I'm still interested, yeah! I've been busy, as I mentioned before, working on stats and other characters.  This one will take Paladin 8, and then go into Cavalier, or so I hope.  I think we'll both have mounts.
______________________________
This guy is a strong idealist, tries to see the best in people, and things he can have sweeping changes in the world. He's a really poor guy who devoutly follows his god (a pretty typical paladin god, similar to Hieroneous, maybe), and really wants to be a knight of his god, but since he sees good in people he is also permissive of a variety of gods. As long as someone isn't evil, he likes him.

He's really young and kind of small for a warrior, and his equipment is fairly shoddy, but in his eyes his equipment are the most important tools for bringing the world to justice. When he puts on his armor and raises his shield, he can imagine the light of the gods shining down on him. On foot, he prefers the longsword/large shield combination, eventhough he can afford neither. He does, however, have a mighty steed on which he practices riding and lancing--the frail light horse doesn't seem to understand the significance of anything that's happening and controling him is always a hassle.

His family begs him to try to find real work, but what work is more important than serving one's deity? He hopes to become the most reknowned of knights and elevate his family to royal status. He sees in himself the potential to become the greatest knight ever.


----------



## Velmont (Jul 16, 2005)

Nice start... but I think you'll need to do some small change. The idea at start, it is you are still just someone you meet in a village, the type of person the master doesn't bother to put stats on... 

Your character is most likely to follow Sorpingal, god of Honor and Justice. In your village, there is a small church of Talia, godess of fertily and birth. There is also a large building that is used as a town hall, barrack for the militia and courthouse. A small chapel dedicated to Sorpingal have been build in one wing.
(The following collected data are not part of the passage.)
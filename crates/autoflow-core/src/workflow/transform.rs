//! Data transforms for `transform_data` steps.
//!
//! [`Transformer`] is the extension point: the step handler only picks the
//! input and wraps the output, the transformer decides what `filter`, `map`
//! and `reduce` mean. [`JexlTransformer`] is the default and evaluates the
//! step's `expression` as JEXL once per array element.
//!
//! Bindings available to expressions:
//! - `filter` / `map`: `item`, `index`
//! - `reduce`: `acc`, `item`, `index`
//!
//! Values are passed to the evaluator as context, never spliced into the
//! expression text.

use autoflow_types::workflow::TransformOperation;
use serde_json::{json, Number, Value};

use super::step_runner::StepError;

/// Applies a transform operation to an input value.
pub trait Transformer: Send + Sync {
    fn apply(
        &self,
        operation: TransformOperation,
        expression: &str,
        input: &Value,
        initial: Option<&Value>,
    ) -> Result<Value, StepError>;
}

// ---------------------------------------------------------------------------
// JexlTransformer
// ---------------------------------------------------------------------------

/// Default transformer backed by `jexl_eval`.
#[derive(Debug, Default, Clone, Copy)]
pub struct JexlTransformer;

impl JexlTransformer {
    pub fn new() -> Self {
        Self
    }

    fn evaluator() -> jexl_eval::Evaluator<'static> {
        jexl_eval::Evaluator::new()
            .with_transform("lower", |args: &[Value]| {
                let s = args.first().and_then(|v| v.as_str()).unwrap_or("");
                Ok(json!(s.to_lowercase()))
            })
            .with_transform("upper", |args: &[Value]| {
                let s = args.first().and_then(|v| v.as_str()).unwrap_or("");
                Ok(json!(s.to_uppercase()))
            })
            .with_transform("length", |args: &[Value]| {
                let len = match args.first() {
                    Some(Value::String(s)) => s.len(),
                    Some(Value::Array(a)) => a.len(),
                    Some(Value::Object(o)) => o.len(),
                    _ => 0,
                };
                Ok(json!(len as f64))
            })
    }

    fn eval(
        evaluator: &jexl_eval::Evaluator<'static>,
        expression: &str,
        scope: &Value,
    ) -> Result<Value, StepError> {
        evaluator
            .eval_in_context(expression, scope)
            .map(normalize_number)
            .map_err(|e| StepError::Transform(e.to_string()))
    }
}

impl Transformer for JexlTransformer {
    fn apply(
        &self,
        operation: TransformOperation,
        expression: &str,
        input: &Value,
        initial: Option<&Value>,
    ) -> Result<Value, StepError> {
        let Value::Array(items) = input else {
            return Err(StepError::Transform(format!(
                "{} expects an array input, got {}",
                operation.as_str(),
                type_name(input)
            )));
        };
        let evaluator = Self::evaluator();

        match operation {
            TransformOperation::Filter => {
                let mut kept = Vec::new();
                for (index, item) in items.iter().enumerate() {
                    let scope = json!({ "item": item, "index": index });
                    if truthy(&Self::eval(&evaluator, expression, &scope)?) {
                        kept.push(item.clone());
                    }
                }
                Ok(Value::Array(kept))
            }
            TransformOperation::Map => items
                .iter()
                .enumerate()
                .map(|(index, item)| {
                    let scope = json!({ "item": item, "index": index });
                    Self::eval(&evaluator, expression, &scope)
                })
                .collect::<Result<Vec<_>, _>>()
                .map(Value::Array),
            TransformOperation::Reduce => {
                let (mut acc, skip) = match (initial, items.first()) {
                    (Some(init), _) => (init.clone(), 0),
                    (None, Some(first)) => (first.clone(), 1),
                    (None, None) => {
                        return Err(StepError::Transform(
                            "reduce of empty array with no initial value".to_string(),
                        ));
                    }
                };
                for (index, item) in items.iter().enumerate().skip(skip) {
                    let scope = json!({ "acc": acc, "item": item, "index": index });
                    acc = Self::eval(&evaluator, expression, &scope)?;
                }
                Ok(acc)
            }
        }
    }
}

/// JavaScript-like truthiness, matching how filter predicates are written.
fn truthy(value: &Value) -> bool {
    match value {
        Value::Bool(b) => *b,
        Value::Null => false,
        Value::Number(n) => n.as_f64().is_some_and(|f| f != 0.0 && !f.is_nan()),
        Value::String(s) => !s.is_empty(),
        Value::Array(_) | Value::Object(_) => true,
    }
}

/// JEXL computes in f64; narrow integral results back to integers.
fn normalize_number(value: Value) -> Value {
    match value {
        Value::Number(n) => match n.as_f64() {
            Some(f) if n.is_f64() && f.fract() == 0.0 && f.abs() < 9.0e15 => {
                Value::Number(Number::from(f as i64))
            }
            _ => Value::Number(n),
        },
        Value::Array(items) => Value::Array(items.into_iter().map(normalize_number).collect()),
        Value::Object(map) => Value::Object(
            map.into_iter()
                .map(|(k, v)| (k, normalize_number(v)))
                .collect(),
        ),
        other => other,
    }
}

fn type_name(value: &Value) -> &'static str {
    match value {
        Value::Null => "null",
        Value::Bool(_) => "boolean",
        Value::Number(_) => "number",
        Value::String(_) => "string",
        Value::Array(_) => "array",
        Value::Object(_) => "object",
    }
}

#[cfg(test)]
mod tests {
    use super::*;

    fn apply(op: TransformOperation, expr: &str, input: Value, initial: Option<Value>) -> Value {
        JexlTransformer::new()
            .apply(op, expr, &input, initial.as_ref())
            .unwrap()
    }

    #[test]
    fn test_filter_keeps_truthy_items() {
        let input = json!([
            {"name": "ada", "active": true},
            {"name": "bob", "active": false},
            {"name": "cy", "active": true}
        ]);
        let out = apply(TransformOperation::Filter, "item.active", input, None);
        assert_eq!(out, json!([{"name": "ada", "active": true}, {"name": "cy", "active": true}]));

        let out = apply(TransformOperation::Filter, "index > 0", json!(["a", "b", "c"]), None);
        assert_eq!(out, json!(["b", "c"]));
    }

    #[test]
    fn test_map_projects_items() {
        let out = apply(TransformOperation::Map, "item * 2", json!([1, 2, 3]), None);
        assert_eq!(out, json!([2, 4, 6]));

        let out = apply(
            TransformOperation::Map,
            "item.email|lower",
            json!([{"email": "A@B.COM"}]),
            None,
        );
        assert_eq!(out, json!(["a@b.com"]));
    }

    #[test]
    fn test_reduce_with_and_without_initial() {
        let out = apply(TransformOperation::Reduce, "acc + item", json!([1, 2, 3, 4]), None);
        assert_eq!(out, json!(10));

        let out = apply(
            TransformOperation::Reduce,
            "acc + item.qty",
            json!([{"qty": 2}, {"qty": 5}]),
            Some(json!(100)),
        );
        assert_eq!(out, json!(107));
    }

    #[test]
    fn test_reduce_empty_without_initial_fails() {
        let err = JexlTransformer::new()
            .apply(TransformOperation::Reduce, "acc + item", &json!([]), None)
            .unwrap_err();
        assert!(matches!(err, StepError::Transform(_)));

        let out = apply(TransformOperation::Reduce, "acc + item", json!([]), Some(json!(0)));
        assert_eq!(out, json!(0));
    }

    #[test]
    fn test_non_array_input_fails() {
        let err = JexlTransformer::new()
            .apply(TransformOperation::Map, "item", &json!({"a": 1}), None)
            .unwrap_err();
        assert!(err.to_string().contains("expects an array input, got object"));
    }

    #[test]
    fn test_invalid_expression_fails() {
        let err = JexlTransformer::new()
            .apply(TransformOperation::Map, "item +* 2", &json!([1]), None)
            .unwrap_err();
        assert!(matches!(err, StepError::Transform(_)));
    }

    #[test]
    fn test_normalize_number_keeps_fractions() {
        assert_eq!(normalize_number(json!(2.0)), json!(2));
        assert_eq!(normalize_number(json!(2.5)), json!(2.5));
        assert_eq!(normalize_number(json!({"n": [4.0]})), json!({"n": [4]}));
    }
}
use thiserror::Error;

/// Errors from repository operations (used by trait definitions in autoflow-core).
#[derive(Debug, Error)]
pub enum RepositoryError {
    #[error("database connection error")]
    Connection,

    #[error("query error: {0}")]
    Query(String),

    #[error("entity not found")]
    NotFound,

    #[error("conflict: {0}")]
    Conflict(String),
}

/// Errors related to workflow management.
#[derive(Debug, Error)]
pub enum WorkflowError {
    #[error("workflow not found: {0}")]
    NotFound(String),

    #[error("invalid workflow: {0}")]
    Validation(String),

    #[error("workflow {0} is not webhook-triggered")]
    NotWebhookTriggered(String),

    #[error("execution not found: {0}")]
    ExecutionNotFound(i64),

    #[error(transparent)]
    Repository(#[from] RepositoryError),
}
Your likely to be part of the militia, and maybe one of the most zealous. You can count the true warrior on the fingers of one hand. Most are craftman or hunters. The militia have been used a few time since you are in, and generally it is to hunt down wolves that prey on the herds. The have been on exception, but sadly it hasn't been enough to attract the attention of the order of the temple of Sorpingal. I'll leave it to you, can be stopping a few goblin, a highwayman, rescue someone of certain death...

For your training, you're most likely to have train with the militia's head and mayor of the village, an old soldier that have not much to more to teach you. It is him who showed you the swordplay.


----------



## Velmont (Jul 16, 2005)

I've updated post number 11 with some more information. I detail some previous information I had given and I've added three important face of the village: Alberich, Trevor and Avlee.


----------



## Jdvn1 (Jul 17, 2005)

Well, my character is the sort that would go around looking for wrongs to right. He would hate watch duty. He wants to go _do_ things. He'd probably join the church of Sorpingal in the hopes that they'd send him to do quests, but otherwise he'd follow both Sorpingal and Talia quietly (after all, they're both cool by him).

The exception would probably be something minor like stopping thieves or possibly protecting the village from some bandits.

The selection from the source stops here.